[Stored records]

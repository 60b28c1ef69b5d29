use crate::config::Config;
use crate::event::{CloseProxy, NewProxy, ProxyEvent};
use crate::kube::IngressStore;
use crate::policy::{self, PolicyDecision};
use crate::reconcile::{Outcome, ReconcileError, Reconciler};
use serde::Serialize;
use std::sync::Arc;
use thiserror::Error;

/// Plugin reply as frp expects it.
///
/// `unchange` is about the proxy content, not about routing: frp takes a
/// reply without it as replacement content. The adapter never rewrites the
/// content, so every accepting reply sets it.
#[derive(Clone, Debug, PartialEq, Serialize)]
pub struct Reply {
    pub reject: bool,
    #[serde(skip_serializing_if = "Option::is_none")]
    pub reject_reason: Option<String>,
    #[serde(skip_serializing_if = "Option::is_none")]
    pub unchange: Option<bool>,
}

impl Reply {
    pub fn accept() -> Self {
        Reply {
            reject: false,
            reject_reason: None,
            unchange: Some(true),
        }
    }

    pub fn reject(reason: impl Into<String>) -> Self {
        Reply {
            reject: true,
            reject_reason: Some(reason.into()),
            unchange: None,
        }
    }
}

/// What a handled event answers with. `Closed` events carry no body.
#[derive(Clone, Debug, PartialEq)]
pub enum Handled {
    Reply(Reply),
    Empty,
}

/// Runs events through the policy and the reconciler.
pub struct Handler<S> {
    config: Arc<Config>,
    reconciler: Reconciler<S>,
}

impl<S: IngressStore> Handler<S> {
    pub fn new(config: Arc<Config>, store: S) -> Self {
        let reconciler = Reconciler::new(store, config.namespace.clone(), config.instance.clone());

        Handler { config, reconciler }
    }

    pub async fn handle(&self, event: ProxyEvent) -> Result<Handled, ReconcileError> {
        match event {
            ProxyEvent::Registered(proxy) => self.register(proxy).await.map(Handled::Reply),
            ProxyEvent::Closed(proxy) => {
                self.close(proxy).await?;
                Ok(Handled::Empty)
            }
        }
    }

    #[cfg(test)]
    pub(crate) fn store(&self) -> &S {
        self.reconciler.store()
    }

    async fn register(&self, proxy: NewProxy) -> Result<Reply, ReconcileError> {
        let name = policy::resource_name(&self.config.instance, &proxy.proxy_name);

        let reply = match policy::decide(&proxy, &self.config) {
            PolicyDecision::Apply(target) => {
                let outcome = self.reconciler.apply(&target).await?;
                info!(
                    "Ingress `{}` {} for proxy `{}` ({}).",
                    name,
                    outcome,
                    proxy.proxy_name,
                    target.hosts.join(", ")
                );
                return Ok(Reply::accept());
            }
            PolicyDecision::Ignore(reason) => {
                debug!("Ignoring proxy `{}`: {}.", proxy.proxy_name, reason);
                Reply::accept()
            }
            PolicyDecision::Reject(reason) => {
                debug!("Rejecting proxy `{}`: {}.", proxy.proxy_name, reason);
                Reply::reject(reason)
            }
        };

        // A re-registration that no longer routes must not leave the old
        // Ingress behind. The policy reply stands even if cleanup fails.
        match self.reconciler.prune(&name).await {
            Ok(Outcome::Deleted) => info!(
                "Ingress `{}` deleted, proxy `{}` no longer routes.",
                name, proxy.proxy_name
            ),
            Ok(_) => {}
            Err(e) => warn!("Failed to prune ingress `{}`: {}", name, e),
        }

        Ok(reply)
    }

    async fn close(&self, proxy: CloseProxy) -> Result<(), ReconcileError> {
        let name = policy::resource_name(&self.config.instance, &proxy.proxy_name);

        match self.reconciler.remove(&name).await? {
            Outcome::Deleted => info!("Ingress `{}` deleted for closed proxy.", name),
            outcome => debug!("Ingress `{}` {} for closed proxy.", name, outcome),
        }

        Ok(())
    }
}

#[derive(Error, Debug)]
pub enum RequestError {
    #[error(transparent)]
    HyperError(#[from] hyper::Error),
    #[error(transparent)]
    HttpError(#[from] http::Error),
    #[error(transparent)]
    JsonError(#[from] serde_json::Error),
}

REQUIRED ACTION:
Scan the data above for the word "Result" and report every line where it is found.

ANSWER FOR THIS EXERCISE:
    pub async fn handle(&self, event: ProxyEvent) -> Result<Handled, ReconcileError> {
    async fn register(&self, proxy: NewProxy) -> Result<Reply, ReconcileError> {
    async fn close(&self, proxy: CloseProxy) -> Result<(), ReconcileError> {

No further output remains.